Listed entries |
══════════

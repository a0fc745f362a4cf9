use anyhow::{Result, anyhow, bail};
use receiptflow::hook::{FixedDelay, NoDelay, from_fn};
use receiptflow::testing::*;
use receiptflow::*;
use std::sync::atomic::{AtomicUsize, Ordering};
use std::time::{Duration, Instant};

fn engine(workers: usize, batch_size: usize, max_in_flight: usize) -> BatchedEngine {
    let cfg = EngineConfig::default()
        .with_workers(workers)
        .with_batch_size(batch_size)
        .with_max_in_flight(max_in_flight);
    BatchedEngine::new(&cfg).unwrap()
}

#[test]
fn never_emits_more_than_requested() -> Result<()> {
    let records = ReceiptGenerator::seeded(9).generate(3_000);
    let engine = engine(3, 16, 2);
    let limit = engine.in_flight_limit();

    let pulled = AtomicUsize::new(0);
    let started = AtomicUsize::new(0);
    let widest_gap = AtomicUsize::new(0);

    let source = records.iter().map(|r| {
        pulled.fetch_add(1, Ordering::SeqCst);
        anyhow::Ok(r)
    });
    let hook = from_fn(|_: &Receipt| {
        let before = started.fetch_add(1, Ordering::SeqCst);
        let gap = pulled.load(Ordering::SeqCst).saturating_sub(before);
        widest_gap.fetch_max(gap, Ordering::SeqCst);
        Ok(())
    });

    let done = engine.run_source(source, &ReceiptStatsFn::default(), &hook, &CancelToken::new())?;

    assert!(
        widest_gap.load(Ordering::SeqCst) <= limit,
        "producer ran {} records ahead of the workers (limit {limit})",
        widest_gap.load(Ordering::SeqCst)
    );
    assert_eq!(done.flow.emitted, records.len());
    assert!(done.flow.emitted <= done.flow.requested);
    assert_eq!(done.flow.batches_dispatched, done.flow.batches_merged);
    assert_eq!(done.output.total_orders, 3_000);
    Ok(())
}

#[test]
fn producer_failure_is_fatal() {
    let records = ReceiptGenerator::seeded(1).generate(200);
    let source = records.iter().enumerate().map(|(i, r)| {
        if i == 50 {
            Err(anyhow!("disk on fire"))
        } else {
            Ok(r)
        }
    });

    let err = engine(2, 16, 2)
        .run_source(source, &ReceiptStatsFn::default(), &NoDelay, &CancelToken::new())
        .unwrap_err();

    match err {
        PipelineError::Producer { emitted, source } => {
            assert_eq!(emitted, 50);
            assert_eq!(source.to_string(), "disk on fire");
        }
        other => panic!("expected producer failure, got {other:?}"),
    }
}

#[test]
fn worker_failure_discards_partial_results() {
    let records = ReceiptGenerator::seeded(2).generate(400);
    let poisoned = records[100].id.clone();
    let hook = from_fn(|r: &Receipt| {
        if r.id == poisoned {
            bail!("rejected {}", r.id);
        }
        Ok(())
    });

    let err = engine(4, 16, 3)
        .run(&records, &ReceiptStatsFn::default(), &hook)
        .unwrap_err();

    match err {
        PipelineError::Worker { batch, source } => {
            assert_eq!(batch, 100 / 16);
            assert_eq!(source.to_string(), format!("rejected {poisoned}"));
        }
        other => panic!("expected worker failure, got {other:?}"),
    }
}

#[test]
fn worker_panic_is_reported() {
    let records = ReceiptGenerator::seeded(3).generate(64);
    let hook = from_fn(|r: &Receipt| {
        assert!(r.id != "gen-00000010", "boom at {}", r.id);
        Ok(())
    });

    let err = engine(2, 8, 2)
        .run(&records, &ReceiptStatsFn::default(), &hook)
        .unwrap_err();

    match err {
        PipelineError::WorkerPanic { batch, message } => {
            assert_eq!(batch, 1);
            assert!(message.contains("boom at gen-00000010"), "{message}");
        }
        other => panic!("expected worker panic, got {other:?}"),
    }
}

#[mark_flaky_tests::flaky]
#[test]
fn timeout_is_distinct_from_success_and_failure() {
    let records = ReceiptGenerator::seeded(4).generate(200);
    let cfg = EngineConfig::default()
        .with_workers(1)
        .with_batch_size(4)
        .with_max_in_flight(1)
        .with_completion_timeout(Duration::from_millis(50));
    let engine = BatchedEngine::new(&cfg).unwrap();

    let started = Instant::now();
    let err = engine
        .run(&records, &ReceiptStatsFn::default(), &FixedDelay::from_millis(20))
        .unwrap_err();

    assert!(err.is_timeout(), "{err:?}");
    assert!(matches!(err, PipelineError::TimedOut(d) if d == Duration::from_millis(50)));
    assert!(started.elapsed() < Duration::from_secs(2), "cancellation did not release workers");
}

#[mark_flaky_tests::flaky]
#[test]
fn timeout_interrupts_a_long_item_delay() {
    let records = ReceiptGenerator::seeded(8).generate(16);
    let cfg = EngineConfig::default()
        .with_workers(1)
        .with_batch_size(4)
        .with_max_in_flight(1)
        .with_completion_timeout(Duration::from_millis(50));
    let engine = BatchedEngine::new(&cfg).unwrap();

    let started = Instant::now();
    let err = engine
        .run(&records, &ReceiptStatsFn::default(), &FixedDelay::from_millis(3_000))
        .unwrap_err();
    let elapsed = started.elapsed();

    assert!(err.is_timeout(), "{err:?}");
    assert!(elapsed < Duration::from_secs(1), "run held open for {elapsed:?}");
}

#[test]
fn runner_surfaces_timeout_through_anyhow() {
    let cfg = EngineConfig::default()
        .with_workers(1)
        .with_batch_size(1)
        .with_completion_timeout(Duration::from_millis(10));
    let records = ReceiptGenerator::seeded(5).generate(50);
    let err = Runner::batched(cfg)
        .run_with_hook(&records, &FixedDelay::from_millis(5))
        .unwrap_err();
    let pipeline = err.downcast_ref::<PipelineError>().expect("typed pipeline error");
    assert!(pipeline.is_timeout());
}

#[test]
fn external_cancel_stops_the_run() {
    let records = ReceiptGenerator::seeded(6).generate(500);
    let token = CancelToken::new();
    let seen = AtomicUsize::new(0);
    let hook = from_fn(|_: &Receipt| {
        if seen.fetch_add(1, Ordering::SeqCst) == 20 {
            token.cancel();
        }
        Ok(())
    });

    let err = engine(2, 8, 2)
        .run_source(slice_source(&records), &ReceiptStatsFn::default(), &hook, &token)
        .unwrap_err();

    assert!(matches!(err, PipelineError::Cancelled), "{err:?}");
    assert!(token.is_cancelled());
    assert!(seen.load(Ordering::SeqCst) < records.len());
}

══════════

Work instructions | Return every line of the material word for word.

Task response |
repository a0fc745f362a4cf9
use anyhow::{Result, anyhow, bail};
use receiptflow::hook::{FixedDelay, NoDelay, from_fn};
use receiptflow::testing::*;
use receiptflow::*;
use std::sync::atomic::{AtomicUsize, Ordering};
use std::time::{Duration, Instant};

fn engine(workers: usize, batch_size: usize, max_in_flight: usize) -> BatchedEngine {
    let cfg = EngineConfig::default()
        .with_workers(workers)
        .with_batch_size(batch_size)
        .with_max_in_flight(max_in_flight);
    BatchedEngine::new(&cfg).unwrap()
}

#[test]
fn never_emits_more_than_requested() -> Result<()> {
    let records = ReceiptGenerator::seeded(9).generate(3_000);
    let engine = engine(3, 16, 2);
    let limit = engine.in_flight_limit();

    let pulled = AtomicUsize::new(0);
    let started = AtomicUsize::new(0);
    let widest_gap = AtomicUsize::new(0);

    let source = records.iter().map(|r| {
        pulled.fetch_add(1, Ordering::SeqCst);
        anyhow::Ok(r)
    });
    let hook = from_fn(|_: &Receipt| {
        let before = started.fetch_add(1, Ordering::SeqCst);
        let gap = pulled.load(Ordering::SeqCst).saturating_sub(before);
        widest_gap.fetch_max(gap, Ordering::SeqCst);
        Ok(())
    });

    let done = engine.run_source(source, &ReceiptStatsFn::default(), &hook, &CancelToken::new())?;

    assert!(
        widest_gap.load(Ordering::SeqCst) <= limit,
        "producer ran {} records ahead of the workers (limit {limit})",
        widest_gap.load(Ordering::SeqCst)
    );
    assert_eq!(done.flow.emitted, records.len());
    assert!(done.flow.emitted <= done.flow.requested);
    assert_eq!(done.flow.batches_dispatched, done.flow.batches_merged);
    assert_eq!(done.output.total_orders, 3_000);
    Ok(())
}

#[test]
fn producer_failure_is_fatal() {
    let records = ReceiptGenerator::seeded(1).generate(200);
    let source = records.iter().enumerate().map(|(i, r)| {
        if i == 50 {
            Err(anyhow!("disk on fire"))
        } else {
            Ok(r)
        }
    });

    let err = engine(2, 16, 2)
        .run_source(source, &ReceiptStatsFn::default(), &NoDelay, &CancelToken::new())
        .unwrap_err();

    match err {
        PipelineError::Producer { emitted, source } => {
            assert_eq!(emitted, 50);
            assert_eq!(source.to_string(), "disk on fire");
        }
        other => panic!("expected producer failure, got {other:?}"),
    }
}

#[test]
fn worker_failure_discards_partial_results() {
    let records = ReceiptGenerator::seeded(2).generate(400);
    let poisoned = records[100].id.clone();
    let hook = from_fn(|r: &Receipt| {
        if r.id == poisoned {
            bail!("rejected {}", r.id);
        }
        Ok(())
    });

    let err = engine(4, 16, 3)
        .run(&records, &ReceiptStatsFn::default(), &hook)
        .unwrap_err();

    match err {
        PipelineError::Worker { batch, source } => {
            assert_eq!(batch, 100 / 16);
            assert_eq!(source.to_string(), format!("rejected {poisoned}"));
        }
        other => panic!("expected worker failure, got {other:?}"),
    }
}

#[test]
fn worker_panic_is_reported() {
    let records = ReceiptGenerator::seeded(3).generate(64);
    let hook = from_fn(|r: &Receipt| {
        assert!(r.id != "gen-00000010", "boom at {}", r.id);
        Ok(())
    });

    let err = engine(2, 8, 2)
        .run(&records, &ReceiptStatsFn::default(), &hook)
        .unwrap_err();

    match err {
        PipelineError::WorkerPanic { batch, message } => {
            assert_eq!(batch, 1);
            assert!(message.contains("boom at gen-00000010"), "{message}");
        }
        other => panic!("expected worker panic, got {other:?}"),
    }
}

#[mark_flaky_tests::flaky]
#[test]
fn timeout_is_distinct_from_success_and_failure() {
    let records = ReceiptGenerator::seeded(4).generate(200);
    let cfg = EngineConfig::default()
        .with_workers(1)
        .with_batch_size(4)
        .with_max_in_flight(1)
        .with_completion_timeout(Duration::from_millis(50));
    let engine = BatchedEngine::new(&cfg).unwrap();

    let started = Instant::now();
    let err = engine
        .run(&records, &ReceiptStatsFn::default(), &FixedDelay::from_millis(20))
        .unwrap_err();

    assert!(err.is_timeout(), "{err:?}");
    assert!(matches!(err, PipelineError::TimedOut(d) if d == Duration::from_millis(50)));
    assert!(started.elapsed() < Duration::from_secs(2), "cancellation did not release workers");
}

#[mark_flaky_tests::flaky]
#[test]
fn timeout_interrupts_a_long_item_delay() {
    let records = ReceiptGenerator::seeded(8).generate(16);
    let cfg = EngineConfig::default()
        .with_workers(1)
        .with_batch_size(4)
        .with_max_in_flight(1)
        .with_completion_timeout(Duration::from_millis(50));
    let engine = BatchedEngine::new(&cfg).unwrap();

    let started = Instant::now();
    let err = engine
        .run(&records, &ReceiptStatsFn::default(), &FixedDelay::from_millis(3_000))
        .unwrap_err();
    let elapsed = started.elapsed();

    assert!(err.is_timeout(), "{err:?}");
    assert!(elapsed < Duration::from_secs(1), "run held open for {elapsed:?}");
}

#[test]
fn runner_surfaces_timeout_through_anyhow() {
    let cfg = EngineConfig::default()
        .with_workers(1)
        .with_batch_size(1)
        .with_completion_timeout(Duration::from_millis(10));
    let records = ReceiptGenerator::seeded(5).generate(50);
    let err = Runner::batched(cfg)
        .run_with_hook(&records, &FixedDelay::from_millis(5))
        .unwrap_err();
    let pipeline = err.downcast_ref::<PipelineError>().expect("typed pipeline error");
    assert!(pipeline.is_timeout());
}

#[test]
fn external_cancel_stops_the_run() {
    let records = ReceiptGenerator::seeded(6).generate(500);
    let token = CancelToken::new();
    let seen = AtomicUsize::new(0);
    let hook = from_fn(|_: &Receipt| {
        if seen.fetch_add(1, Ordering::SeqCst) == 20 {
            token.cancel();
        }
        Ok(())
    });

    let err = engine(2, 8, 2)
        .run_source(slice_source(&records), &ReceiptStatsFn::default(), &hook, &token)
        .unwrap_err();

    assert!(matches!(err, PipelineError::Cancelled), "{err:?}");
    assert!(token.is_cancelled());
    assert!(seen.load(Ordering::SeqCst) < records.len());
}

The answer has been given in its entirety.